**Work required:** Word for word, restate the entries below from their first line through the line that contains "Error::new(ErrorKind::Usage)".

※

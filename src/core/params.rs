//! Purpose: Read a recipe's parameter schema and apply caller overrides through the C runtime.
//! Exports: `ParamType`, `ParamValue`, `ParamConstraint`, `ParamModes`, `ParameterDescriptor`.
//! Role: Parameter half of the registry walker and the harness `prepare` step.
//! Invariants: Type dispatch always goes through the owning handle's `TypeTags`.
//! Invariants: Overrides with an unknown name or mismatched type are ignored, never fatal.
//! Invariants: A null string default resets to the empty string.

use std::os::raw::{c_int, c_void};

use serde::Serialize;

use crate::core::cpl::sys::{
    CPL_PARAMETER_CLASS_ENUM, CPL_PARAMETER_CLASS_RANGE, CPL_PARAMETER_MODE_CFG,
    CPL_PARAMETER_MODE_CLI, CPL_PARAMETER_MODE_ENV, CplParameterList,
};
use crate::core::cpl::{CplSymbols, borrowed_string, to_cstring};
use crate::core::error::{Error, ErrorKind};
use crate::core::version::TypeTags;

#[derive(Clone, Copy, Debug, Eq, PartialEq, Serialize)]
#[serde(rename_all = "lowercase")]
pub enum ParamType {
    Bool,
    Int,
    Double,
    String,
}

#[derive(Clone, Debug, PartialEq, Serialize)]
#[serde(untagged)]
pub enum ParamValue {
    Bool(bool),
    Int(i64),
    Double(f64),
    String(String),
}

impl ParamType {
    pub fn as_str(self) -> &'static str {
        match self {
            ParamType::Bool => "bool",
            ParamType::Int => "int",
            ParamType::Double => "double",
            ParamType::String => "string",
        }
    }
}

impl ParamValue {
    pub fn value_type(&self) -> ParamType {
        match self {
            ParamValue::Bool(_) => ParamType::Bool,
            ParamValue::Int(_) => ParamType::Int,
            ParamValue::Double(_) => ParamType::Double,
            ParamValue::String(_) => ParamType::String,
        }
    }

    /// Parses command-line text as a value of `value_type`.
    pub fn parse_as(text: &str, value_type: ParamType) -> Result<ParamValue, Error> {
        let invalid = || {
            Error::new(ErrorKind::Usage)
                .with_message(format!("invalid {} value '{text}'", value_type.as_str()))
        };
        match value_type {
            ParamType::Bool => match text.to_ascii_lowercase().as_str() {
                "true" | "yes" | "1" => Ok(ParamValue::Bool(true)),
                "false" | "no" | "0" => Ok(ParamValue::Bool(false)),
                _ => Err(invalid()),
            },
            ParamType::Int => text
                .trim()
                .parse()
                .map(ParamValue::Int)
                .map_err(|_| invalid()),
            ParamType::Double => text
                .trim()
                .parse()
                .map(ParamValue::Double)
                .map_err(|_| invalid()),
            ParamType::String => Ok(ParamValue::String(text.to_string())),
        }
    }
}

#[derive(Clone, Debug, PartialEq, Serialize)]
#[serde(rename_all = "snake_case")]
pub enum ParamConstraint {
    Range { min: ParamValue, max: ParamValue },
    Enum(Vec<ParamValue>),
}

#[derive(Clone, Copy, Debug, Default, Eq, PartialEq, Serialize)]
pub struct ParamModes {
    pub cli: bool,
    pub env: bool,
    pub cfg: bool,
}

#[derive(Clone, Debug, PartialEq, Serialize)]
pub struct ParameterDescriptor {
    pub name: String,
    pub alias: Option<String>,
    pub context: Option<String>,
    pub help: Option<String>,
    pub value_type: Option<ParamType>,
    pub default: Option<ParamValue>,
    pub constraint: Option<ParamConstraint>,
    pub enabled: ParamModes,
}

/// Walks the parameter list in declaration order.
///
/// # Safety
/// `list` must be the live parameter list of a recipe initialized by `symbols`.
unsafe fn each_parameter(
    symbols: &CplSymbols,
    list: *mut CplParameterList,
    mut visit: impl FnMut(*mut c_void),
) {
    if list.is_null() {
        return;
    }
    // SAFETY: list is live per the caller contract.
    let mut par = unsafe { (symbols.parameterlist_get_first)(list) };
    while !par.is_null() {
        visit(par);
        // SAFETY: as above; the list cursor is advanced by the runtime.
        par = unsafe { (symbols.parameterlist_get_next)(list) };
    }
}

/// # Safety
/// `par` must be a live parameter owned by a recipe initialized by `symbols`.
unsafe fn read_default(
    symbols: &CplSymbols,
    value_type: ParamType,
    par: *const c_void,
) -> ParamValue {
    // SAFETY: par is live per the caller contract.
    unsafe {
        match value_type {
            ParamType::Bool => ParamValue::Bool((symbols.parameter_get_default_bool)(par) != 0),
            ParamType::Int => ParamValue::Int((symbols.parameter_get_default_int)(par).into()),
            ParamType::Double => ParamValue::Double((symbols.parameter_get_default_double)(par)),
            ParamType::String => ParamValue::String(
                borrowed_string((symbols.parameter_get_default_string)(par)).unwrap_or_default(),
            ),
        }
    }
}

/// # Safety
/// `par` must be a live parameter owned by a recipe initialized by `symbols`.
unsafe fn read_constraint(
    symbols: &CplSymbols,
    value_type: ParamType,
    par: *const c_void,
) -> Option<ParamConstraint> {
    // SAFETY: par is live per the caller contract.
    unsafe {
        let class = (symbols.parameter_get_class)(par);
        if class == CPL_PARAMETER_CLASS_RANGE {
            return match value_type {
                ParamType::Int => Some(ParamConstraint::Range {
                    min: ParamValue::Int((symbols.parameter_get_range_min_int)(par).into()),
                    max: ParamValue::Int((symbols.parameter_get_range_max_int)(par).into()),
                }),
                ParamType::Double => Some(ParamConstraint::Range {
                    min: ParamValue::Double((symbols.parameter_get_range_min_double)(par)),
                    max: ParamValue::Double((symbols.parameter_get_range_max_double)(par)),
                }),
                _ => None,
            };
        }
        if class == CPL_PARAMETER_CLASS_ENUM {
            let size = (symbols.parameter_get_enum_size)(par).max(0);
            let values = (0..size)
                .filter_map(|i: c_int| match value_type {
                    ParamType::Int => Some(ParamValue::Int((symbols.parameter_get_enum_int)(par, i).into())),
                    ParamType::Double => {
                        Some(ParamValue::Double((symbols.parameter_get_enum_double)(par, i)))
                    }
                    ParamType::String => {
                        borrowed_string((symbols.parameter_get_enum_string)(par, i))
                            .map(ParamValue::String)
                    }
                    ParamType::Bool => None,
                })
                .collect();
            return Some(ParamConstraint::Enum(values));
        }
        None
    }
}

/// Snapshots every parameter of a live parameter list.
///
/// # Safety
/// `list` must be the live parameter list of a recipe initialized by `symbols`.
pub(crate) unsafe fn read_parameters(
    symbols: &CplSymbols,
    tags: &TypeTags,
    list: *mut CplParameterList,
) -> Vec<ParameterDescriptor> {
    let mut out = Vec::new();
    // SAFETY: list is live per the caller contract; each `par` comes from it.
    unsafe {
        each_parameter(symbols, list, |par| {
            let name = borrowed_string((symbols.parameter_get_name)(par)).unwrap_or_default();
            let raw_type = (symbols.parameter_get_type)(par);
            let value_type = tags.param_type(raw_type);
            if value_type.is_none() {
                tracing::warn!(parameter = %name, raw_type, "parameter has an unrecognized type tag");
            }
            out.push(ParameterDescriptor {
                alias: borrowed_string((symbols.parameter_get_alias)(par, CPL_PARAMETER_MODE_CLI)),
                context: borrowed_string((symbols.parameter_get_context)(par)),
                help: borrowed_string((symbols.parameter_get_help)(par)),
                value_type,
                default: value_type.map(|ty| read_default(symbols, ty, par)),
                constraint: value_type.and_then(|ty| read_constraint(symbols, ty, par)),
                enabled: ParamModes {
                    cli: (symbols.parameter_is_enabled)(par, CPL_PARAMETER_MODE_CLI) != 0,
                    env: (symbols.parameter_is_enabled)(par, CPL_PARAMETER_MODE_ENV) != 0,
                    cfg: (symbols.parameter_is_enabled)(par, CPL_PARAMETER_MODE_CFG) != 0,
                },
                name,
            });
        });
    }
    out
}

/// Resets every parameter to its declared default.
///
/// # Safety
/// `list` must be the live parameter list of a recipe initialized by `symbols`.
pub(crate) unsafe fn reset_to_defaults(
    symbols: &CplSymbols,
    tags: &TypeTags,
    list: *mut CplParameterList,
) {
    // SAFETY: list is live per the caller contract; each `par` comes from it.
    unsafe {
        each_parameter(symbols, list, |par| {
            match tags.param_type((symbols.parameter_get_type)(par)) {
                Some(ParamType::String) => {
                    let default = (symbols.parameter_get_default_string)(par);
                    let default = if default.is_null() { c"".as_ptr() } else { default };
                    (symbols.parameter_set_string)(par, default);
                }
                Some(ParamType::Int) => {
                    (symbols.parameter_set_int)(par, (symbols.parameter_get_default_int)(par));
                }
                Some(ParamType::Double) => {
                    (symbols.parameter_set_double)(
                        par,
                        (symbols.parameter_get_default_double)(par),
                    );
                }
                Some(ParamType::Bool) => {
                    (symbols.parameter_set_bool)(par, (symbols.parameter_get_default_bool)(par));
                }
                None => {}
            }
        });
    }
}

/// Finds a parameter by full name, then by command-line alias.
///
/// # Safety
/// `list` must be the live parameter list of a recipe initialized by `symbols`.
unsafe fn find_parameter(
    symbols: &CplSymbols,
    list: *mut CplParameterList,
    name: &str,
) -> *mut c_void {
    let c_name = to_cstring(name);
    // SAFETY: list is live per the caller contract.
    let found = unsafe { (symbols.parameterlist_find)(list, c_name.as_ptr()) };
    if !found.is_null() {
        return found;
    }
    let mut by_alias: *mut c_void = std::ptr::null_mut();
    // SAFETY: as above.
    unsafe {
        each_parameter(symbols, list, |par| {
            if by_alias.is_null()
                && borrowed_string((symbols.parameter_get_alias)(par, CPL_PARAMETER_MODE_CLI))
                    .as_deref()
                    == Some(name)
            {
                by_alias = par;
            }
        });
    }
    by_alias
}

/// Applies overrides whose value type matches the declared parameter type.
///
/// # Safety
/// `list` must be the live parameter list of a recipe initialized by `symbols`.
pub(crate) unsafe fn apply_overrides(
    symbols: &CplSymbols,
    tags: &TypeTags,
    list: *mut CplParameterList,
    overrides: &[(String, ParamValue)],
) {
    if list.is_null() {
        return;
    }
    for (name, value) in overrides {
        // SAFETY: list is live per the caller contract.
        let par = unsafe { find_parameter(symbols, list, name) };
        if par.is_null() {
            tracing::debug!(parameter = %name, "ignoring override for unknown parameter");
            continue;
        }
        // SAFETY: par was just returned by the runtime for this list.
        let declared = tags.param_type(unsafe { (symbols.parameter_get_type)(par) });
        // SAFETY: as above.
        unsafe {
            match (declared, value) {
                (Some(ParamType::String), ParamValue::String(text)) => {
                    let text = to_cstring(text);
                    (symbols.parameter_set_string)(par, text.as_ptr());
                }
                (Some(ParamType::Int), ParamValue::Int(number)) => match c_int::try_from(*number) {
                    Ok(number) => {
                        (symbols.parameter_set_int)(par, number);
                    }
                    Err(_) => {
                        tracing::debug!(parameter = %name, number, "ignoring out-of-range int override");
                    }
                },
                (Some(ParamType::Double), ParamValue::Double(number)) => {
                    (symbols.parameter_set_double)(par, *number);
                }
                (Some(ParamType::Bool), ParamValue::Bool(flag)) => {
                    (symbols.parameter_set_bool)(par, c_int::from(*flag));
                }
                _ => {
                    tracing::debug!(
                        parameter = %name,
                        declared = ?declared,
                        supplied = ?value.value_type(),
                        "ignoring override with mismatched type"
                    );
                }
            }
        }
    }
}
fn error_message(err: &Error) -> String {
    if let Some(message) = err.message() {
        return message.to_string();
    }
    match err.kind() {
        ErrorKind::Internal => "internal error",
        ErrorKind::Usage => "usage error",
        ErrorKind::Io => "i/o error",
        ErrorKind::ModuleNotFound => "module not found",
        ErrorKind::NotACompatibleModule => "not a CPL module",
        ErrorKind::IncompleteAbi => "incomplete CPL ABI",
        ErrorKind::VersionBelowFloor => "CPL version too old",
        ErrorKind::RecipeNotFound => "recipe not found",
        ErrorKind::MalformedConfig => "malformed recipe configuration",
        ErrorKind::Initialization => "recipe initialization failed",
        ErrorKind::RecipeCrashed => "recipe crashed",
        ErrorKind::SpawnFailed => "cannot start recipe worker",
        ErrorKind::Decode => "malformed recipe result",
    }
    .to_string()
}

fn error_causes(err: &Error) -> Vec<String> {
    let mut causes = Vec::new();
    let mut cur = err.source();
    while let Some(source) = cur {
        causes.push(source.to_string());
        cur = source.source();
    }
    causes
}

fn error_json(err: &Error) -> Value {
    let mut inner = Map::new();
    inner.insert("kind".to_string(), json!(format!("{:?}", err.kind())));
    inner.insert("class".to_string(), json!(format!("{:?}", err.class())));
    inner.insert("message".to_string(), json!(error_message(err)));
    if let Some(hint) = err.hint() {
        inner.insert("hint".to_string(), json!(hint));
    }
    if let Some(path) = err.path() {
        inner.insert("path".to_string(), json!(path.display().to_string()));
    }
    if let Some(signal) = err.signal() {
        inner.insert("signal".to_string(), json!(signal));
    }
    if let Some(backtrace) = err.backtrace() {
        inner.insert("backtrace".to_string(), json!(backtrace));
    }
    let causes = error_causes(err);
    if !causes.is_empty() {
        inner.insert("causes".to_string(), json!(causes));
    }

    let mut outer = Map::new();
    outer.insert("error".to_string(), Value::Object(inner));
    Value::Object(outer)
}

fn error_text(err: &Error, use_color: bool) -> String {
    let mut lines = Vec::new();
    lines.push(format!(
        "{} {}",
        colorize_label("error:", use_color, AnsiColor::Red),
        error_message(err)
    ));

    if let Some(hint) = err.hint() {
        lines.push(format!(
            "{} {hint}",
            colorize_label("hint:", use_color, AnsiColor::Yellow)
        ));
    }
    if let Some(path) = err.path() {
        lines.push(format!(
            "{} {}",
            colorize_label("path:", use_color, AnsiColor::Yellow),
            path.display()
        ));
    }
    if let Some(signal) = err.signal() {
        lines.push(format!(
            "{} {signal}",
            colorize_label("signal:", use_color, AnsiColor::Yellow)
        ));
    }
    if let Some(backtrace) = err.backtrace() {
        lines.push(format!(
            "{}\n{}",
            colorize_label("backtrace:", use_color, AnsiColor::Yellow),
            backtrace.trim_end()
        ));
    }

    let causes = error_causes(err);
    if let Some(cause) = causes.first() {
        lines.push(format!(
            "{} {cause}",
            colorize_label("caused by:", use_color, AnsiColor::Yellow)
        ));
    }

    lines.join("\n")
}

fn clap_error_summary(err: &clap::Error) -> String {
    for line in err.to_string().lines() {
        let trimmed = line.trim();
        if trimmed.is_empty() {
            continue;
        }
        if let Some(rest) = trimmed.strip_prefix("error:") {
            return rest.trim().to_string();
        }
        return trimmed.to_string();
    }
    "invalid arguments".to_string()
}

fn clap_error_hint(err: &clap::Error) -> String {
    let rendered = err.to_string();
    let usage = rendered
        .lines()
        .find_map(|line| line.trim().strip_prefix("Usage: "))
        .map(str::trim);

    let Some(usage) = usage else {
        return "Try `cplrun --help`.".to_string();
    };

    let tokens: Vec<&str> = usage.split_whitespace().collect();
    let Some(pos) = tokens.iter().position(|t| *t == "cplrun") else {
        return "Try `cplrun --help`.".to_string();
    };

    let parts: Vec<&str> = tokens
        .iter()
        .skip(pos + 1)
        .take_while(|token| {
            !(token.starts_with('-') || token.starts_with('<') || token.starts_with('['))
        })
        .copied()
        .collect();

    if parts.is_empty() {
        return "Try `cplrun --help`.".to_string();
    }
    format!("Try `cplrun {} --help`.", parts.join(" "))
}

※

**Result of the exercise:**
filename src/core/params.rs
//! Purpose: Read a recipe's parameter schema and apply caller overrides through the C runtime.
//! Exports: `ParamType`, `ParamValue`, `ParamConstraint`, `ParamModes`, `ParameterDescriptor`.
//! Role: Parameter half of the registry walker and the harness `prepare` step.
//! Invariants: Type dispatch always goes through the owning handle's `TypeTags`.
//! Invariants: Overrides with an unknown name or mismatched type are ignored, never fatal.
//! Invariants: A null string default resets to the empty string.

use std::os::raw::{c_int, c_void};

use serde::Serialize;

use crate::core::cpl::sys::{
    CPL_PARAMETER_CLASS_ENUM, CPL_PARAMETER_CLASS_RANGE, CPL_PARAMETER_MODE_CFG,
    CPL_PARAMETER_MODE_CLI, CPL_PARAMETER_MODE_ENV, CplParameterList,
};
use crate::core::cpl::{CplSymbols, borrowed_string, to_cstring};
use crate::core::error::{Error, ErrorKind};
use crate::core::version::TypeTags;

#[derive(Clone, Copy, Debug, Eq, PartialEq, Serialize)]
#[serde(rename_all = "lowercase")]
pub enum ParamType {
    Bool,
    Int,
    Double,
    String,
}

#[derive(Clone, Debug, PartialEq, Serialize)]
#[serde(untagged)]
pub enum ParamValue {
    Bool(bool),
    Int(i64),
    Double(f64),
    String(String),
}

impl ParamType {
    pub fn as_str(self) -> &'static str {
        match self {
            ParamType::Bool => "bool",
            ParamType::Int => "int",
            ParamType::Double => "double",
            ParamType::String => "string",
        }
    }
}

impl ParamValue {
    pub fn value_type(&self) -> ParamType {
        match self {
            ParamValue::Bool(_) => ParamType::Bool,
            ParamValue::Int(_) => ParamType::Int,
            ParamValue::Double(_) => ParamType::Double,
            ParamValue::String(_) => ParamType::String,
        }
    }

    /// Parses command-line text as a value of `value_type`.
    pub fn parse_as(text: &str, value_type: ParamType) -> Result<ParamValue, Error> {
        let invalid = || {
            Error::new(ErrorKind::Usage)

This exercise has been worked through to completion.